In addition, we recommend that you consider these risks associated with not participating in the Offer when deciding whether to tender your UBS shares:

 

    Given the limited number of UBS shares that remain outstanding, the market for UBS shares will be less liquid and the value of any UBS shares you retain may be lower or fluctuate more widely.

 

    Trading of UBS Group shares on SIX and the NYSE becomes effective on 28 November 2014. (We expect that as of the same date, the UBS Group shares will be included in the SPI and the SMI, whereas UBS shares will be excluded from both indices). As described in the Offer documents, UBS Group expects to initiate the delisting of the UBS shares from the SIX and the NYSE as soon as practicable after completion of the Offer.

 

    If, in the Offer or three months thereafter, UBS Group acquires more than 98% of the UBS shares in issue, it intends to achieve full ownership of UBS by applying for cancellation of the remaining UBS shares in accordance with the Swiss Stock Exchange Act. If, during the same period or at any time thereafter, UBS Group acquires between 90% and 98% of the total UBS shares in issue, it expects to conduct a «squeeze-out merger» under Swiss law. In both cases, remaining UBS shareholders will be compensated by receiving UBS Group shares for their UBS shares on a one-for-one basis. However, delivery of UBS Group shares in the squeeze-out will occur at least a number of months after completion of the Offer, and thus much later than in the Offer.

 

    Furthermore, UBS may change its dividend policy following completion of the Offer and remaining UBS shareholders may receive lower or less frequent dividends than in the past or when compared to dividends paid to shareholders of UBS Group.

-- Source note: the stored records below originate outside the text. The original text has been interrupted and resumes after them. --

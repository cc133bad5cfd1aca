//! spangraph CLI: span-chunking knowledge graph builder with MCP server.
//!
//! Usage:
//!   spangraph enrich <documents.json> [--index] [--output path] [--config path]
//!   spangraph suggest|graph|summarize|explore ... [--config path]
//!   spangraph preflabel <show|count|reset> [--config path]
//!   spangraph mcp [--transport stdio] [--config path]

use clap::{Parser, Subcommand};
use spangraph::{
    default_data_dir, AnnotatedDocument, Config, Enricher, EnrichmentBatch, FacetLimits, GraphQuery, IndexQuery,
    IndexSchema, OpenStore, PreflabelStore, SqlitePreflabelStore, DEFAULT_SUGGESTIONS,
};
use std::path::{Path, PathBuf};
use std::sync::Arc;
use tracing_subscriber::EnvFilter;

#[derive(Parser)]
#[command(
    name = "spangraph",
    version,
    about = "Span-chunking knowledge graph builder"
)]
struct Cli {
    /// Path to the YAML configuration file
    #[arg(long, global = true)]
    config: Option<PathBuf>,

    #[command(subcommand)]
    command: Commands,
}

#[derive(Subcommand)]
enum Commands {
    /// Chunk, group and canonicalize a JSON array of annotated documents
    Enrich {
        /// File holding the annotated documents
        input: PathBuf,
        /// Index the groups and enriched documents into the backend
        #[arg(long)]
        index: bool,
        /// Write the enriched payloads to this file
        #[arg(long)]
        output: Option<PathBuf>,
    },
    /// Suggest concept (or predicate) labels for a prefix
    Suggest {
        prefix: String,
        /// Suggest predicates instead of concepts
        #[arg(long)]
        predicates: bool,
        #[arg(long, default_value_t = DEFAULT_SUGGESTIONS)]
        count: usize,
    },
    /// Print the subject → predicate → object tree of a concept
    Graph {
        subject: String,
        #[arg(long, default_value_t = 10)]
        branches: usize,
        #[arg(long, default_value_t = 5)]
        objects: usize,
        /// Print JSON instead of an indented tree
        #[arg(long)]
        json: bool,
    },
    /// Top concept and predicate labels of the graph index
    Summarize {
        #[arg(long, default_value_t = 1)]
        min_count: u64,
        #[arg(long, default_value_t = 100)]
        limit: usize,
    },
    /// Walk the concepts suggested for a prefix and the verbs near each
    Explore {
        prefix: String,
        #[arg(long, default_value_t = DEFAULT_SUGGESTIONS)]
        count: usize,
        #[arg(long, default_value_t = 10)]
        branches: usize,
    },
    /// Inspect or reset the preflabel store
    Preflabel {
        #[command(subcommand)]
        action: PreflabelAction,
    },
    /// Start the MCP (Model Context Protocol) server
    Mcp {
        /// Transport type (currently only stdio)
        #[arg(long, default_value = "stdio")]
        transport: String,
    },
}

#[derive(Subcommand)]
enum PreflabelAction {
    /// Show the stored record for a key
    Show { key: String },
    /// Number of stored keys
    Count,
    /// Delete every stored preflabel
    Reset,
}

/// Default config location (~/.local/share/spangraph/config.yaml)
fn default_config_path() -> PathBuf {
    default_data_dir().join("config.yaml")
}

fn load_config(path: Option<PathBuf>) -> Result<Config, String> {
    let path = path.unwrap_or_else(default_config_path);
    Config::load(&path).map_err(|e| format!("Failed to load config {}: {}", path.display(), e))
}

fn open_store(config: &Config) -> Result<SqlitePreflabelStore, String> {
    let path = config.preflabel_db_path();
    SqlitePreflabelStore::open(&path).map_err(|e| format!("Failed to open preflabel store {}: {}", path.display(), e))
}

fn runtime() -> Result<tokio::runtime::Runtime, String> {
    tokio::runtime::Runtime::new().map_err(|e| format!("Failed to create tokio runtime: {}", e))
}

fn read_documents(path: &Path) -> Result<Vec<AnnotatedDocument>, String> {
    let text = std::fs::read_to_string(path).map_err(|e| format!("Failed to read {}: {}", path.display(), e))?;
    serde_json::from_str(&text).map_err(|e| format!("Invalid documents in {}: {}", path.display(), e))
}

fn print_batch(batch: &EnrichmentBatch) {
    println!(
        "{} documents, {} concept groups, {} predicate groups",
        batch.documents.len(),
        batch.concept_groups.len(),
        batch.predicate_groups.len()
    );
    for error in &batch.errors {
        eprintln!("Warning: {}", error);
    }
}

async fn index_batch(config: &Config, batch: &EnrichmentBatch) -> Result<(), String> {
    let graph = GraphQuery::connect(config).map_err(|e| e.to_string())?;
    graph
        .ensure_index(&IndexSchema::default())
        .await
        .map_err(|e| format!("Failed to create graph index: {}", e))?;
    let outcome = graph.index(batch).await;
    if let Err(e) = &outcome.predicates {
        eprintln!("Error: predicate indexing failed: {}", e);
    }
    if let Err(e) = &outcome.concepts {
        eprintln!("Error: concept indexing failed: {}", e);
    }

    let content = IndexQuery::connect(config).map_err(|e| e.to_string())?;
    content
        .ensure_index()
        .await
        .map_err(|e| format!("Failed to create content index: {}", e))?;
    let report = content.index_batch(batch).await.map_err(|e| e.to_string())?;
    println!("Indexed {} graph documents, {} content documents", outcome.indexed(), report.indexed);

    if outcome.is_complete() && report.is_complete() {
        Ok(())
    } else {
        Err("some documents were not indexed".to_string())
    }
}

fn cmd_enrich(config: &Config, input: &Path, index: bool, output: Option<&Path>) -> i32 {
    let store = match open_store(config) {
        Ok(s) => s,
        Err(e) => {
            eprintln!("Error: {}", e);
            return 1;
        }
    };
    let documents = match read_documents(input) {
        Ok(d) => d,
        Err(e) => {
            eprintln!("Error: {}", e);
            return 1;
        }
    };
    let rt = match runtime() {
        Ok(rt) => rt,
        Err(e) => {
            eprintln!("Error: {}", e);
            return 1;
        }
    };

    rt.block_on(async {
        let enricher = Enricher::new(config.enrich.clone(), Arc::new(store));
        let batch = match enricher.enrich_concurrent(documents).await {
            Ok(b) => b,
            Err(e) => {
                eprintln!("Error: {}", e);
                return 1;
            }
        };
        print_batch(&batch);

        if let Some(path) = output {
            let written = serde_json::to_string_pretty(&batch.documents)
                .map_err(|e| e.to_string())
                .and_then(|text| std::fs::write(path, text).map_err(|e| e.to_string()));
            if let Err(e) = written {
                eprintln!("Error: failed to write {}: {}", path.display(), e);
                return 1;
            }
        }

        if index {
            if let Err(e) = index_batch(config, &batch).await {
                eprintln!("Error: {}", e);
                return 1;
            }
        }
        0
    })
}

fn with_graph<F, Fut>(config: &Config, f: F) -> i32
where
    F: FnOnce(GraphQuery) -> Fut,
    Fut: std::future::Future<Output = Result<(), String>>,
{
    let graph = match GraphQuery::connect(config) {
        Ok(g) => g,
        Err(e) => {
            eprintln!("Error: {}", e);
            return 1;
        }
    };
    let rt = match runtime() {
        Ok(rt) => rt,
        Err(e) => {
            eprintln!("Error: {}", e);
            return 1;
        }
    };
    match rt.block_on(f(graph)) {
        Ok(()) => 0,
        Err(e) => {
            eprintln!("Error: {}", e);
            1
        }
    }
}

fn cmd_suggest(config: &Config, prefix: String, predicates: bool, count: usize) -> i32 {
    with_graph(config, |graph| async move {
        let result = if predicates {
            graph.suggest_predicates(&prefix, count).await
        } else {
            graph.suggest_concepts(&prefix, count).await
        };
        for s in result.map_err(|e| e.to_string())? {
            println!("{} ({})", s.term, s.weight);
        }
        Ok(())
    })
}

fn cmd_graph(config: &Config, subject: String, branches: usize, objects: usize, json: bool) -> i32 {
    with_graph(config, |graph| async move {
        let tree = graph
            .graph(&subject, branches, objects)
            .await
            .map_err(|e| e.to_string())?;
        if json {
            println!("{}", serde_json::to_string_pretty(&tree).map_err(|e| e.to_string())?);
        } else if tree.is_empty() {
            println!("No predicates found for '{}'", subject);
        } else {
            print!("{}", tree.render());
        }
        Ok(())
    })
}

fn cmd_summarize(config: &Config, limits: FacetLimits) -> i32 {
    with_graph(config, |graph| async move {
        let summary = graph.summarize(limits).await.map_err(|e| e.to_string())?;
        println!("Concepts:");
        for c in &summary.concepts {
            println!("  {} ({})", c.term, c.count);
        }
        println!("Predicates:");
        for p in &summary.predicates {
            println!("  {} ({})", p.term, p.count);
        }
        Ok(())
    })
}

fn cmd_explore(config: &Config, prefix: String, count: usize, branches: usize) -> i32 {
    with_graph(config, |graph| async move {
        let found = graph
            .explore(&prefix, count, branches)
            .await
            .map_err(|e| e.to_string())?;
        for entry in found {
            let verbs: Vec<String> = entry
                .verbs
                .iter()
                .map(|v| format!("{}({})", v.term, v.count))
                .collect();
            println!("{} ({})", entry.concept.term, entry.concept.weight);
            println!("    {}", verbs.join(", "));
        }
        Ok(())
    })
}

fn cmd_preflabel(config: &Config, action: PreflabelAction) -> i32 {
    let store = match open_store(config) {
        Ok(s) => s,
        Err(e) => {
            eprintln!("Error: {}", e);
            return 1;
        }
    };
    let result = match action {
        PreflabelAction::Show { key } => store.record(&key).map(|record| match record {
            Some(r) => println!("{}\t{}\t{}\t{}", r.key, r.preflabel, r.total, r.created_at.to_rfc3339()),
            None => println!("No preflabel for '{}'", key),
        }),
        PreflabelAction::Count => store.count().map(|n| println!("{}", n)),
        PreflabelAction::Reset => store.reset().map(|()| println!("Preflabel store reset")),
    };
    match result {
        Ok(()) => 0,
        Err(e) => {
            eprintln!("Error: {}", e);
            1
        }
    }
}

fn init_tracing() {
    let mut filter = EnvFilter::from_default_env();
    if let Ok(directive) = "spangraph=info".parse() {
        filter = filter.add_directive(directive);
    }
    // stdout carries command output and MCP traffic
    tracing_subscriber::fmt()
        .with_env_filter(filter)
        .with_writer(std::io::stderr)
        .init();
}

fn main() {
    init_tracing();
    let cli = Cli::parse();
    let config = match load_config(cli.config) {
        Ok(c) => c,
        Err(e) => {
            eprintln!("Error: {}", e);
            std::process::exit(1);
        }
    };

    let code = match cli.command {
        Commands::Enrich { input, index, output } => cmd_enrich(&config, &input, index, output.as_deref()),
        Commands::Suggest {
            prefix,
            predicates,
            count,
        } => cmd_suggest(&config, prefix, predicates, count),
        Commands::Graph {
            subject,
            branches,
            objects,
            json,
        } => cmd_graph(&config, subject, branches, objects, json),
        Commands::Summarize { min_count, limit } => cmd_summarize(&config, FacetLimits { min_count, limit }),
        Commands::Explore {
            prefix,
            count,
            branches,
        } => cmd_explore(&config, prefix, count, branches),
        Commands::Preflabel { action } => cmd_preflabel(&config, action),
        Commands::Mcp { transport } => {
            if transport != "stdio" {
                eprintln!("error: only 'stdio' transport is currently supported");
                std::process::exit(1);
            }
            spangraph::mcp::run_mcp_server(&config)
        }
    };
    std::process::exit(code);
}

For these reasons, should you not have already tendered your UBS shares, we recommend you to make use of the additional acceptance period to accept the Offer and tender your UBS shares.

Further information

UBS and UBS Group have filed and will file materials relevant to the Offer with the SEC. Among other materials, UBS Group has filed a Registration Statement on Form F-4, a final offer to exchange/prospectus and a Statement on Schedule TO, and UBS has filed a Recommendation Statement on Schedule 14D-9 (together, the «U.S. Offer Documents»). For full details on the Offer, you should consult the U.S. Offer Documents. INVESTORS LOCATED IN THE UNITED STATES ARE URGED TO READ ANY DOCUMENT REGARDING THE OFFER FILED OR TO BE FILED WITH THE SEC BY UBS AND UBS GROUP IF AND WHEN THEY BECOME AVAILABLE, BECAUSE THEY CONTAIN OR WILL CONTAIN IMPORTANT INFORMATION. Investors located in the United States will be able to obtain a free copy of such filings without charge, at the SEC’s website (http://www.sec.gov) once such documents are filed with the SEC. Printed copies of such documents may also be obtained from UBS’s information agent Georgeson at +1 (888) 613 9817, without charge, once they are filed with the SEC.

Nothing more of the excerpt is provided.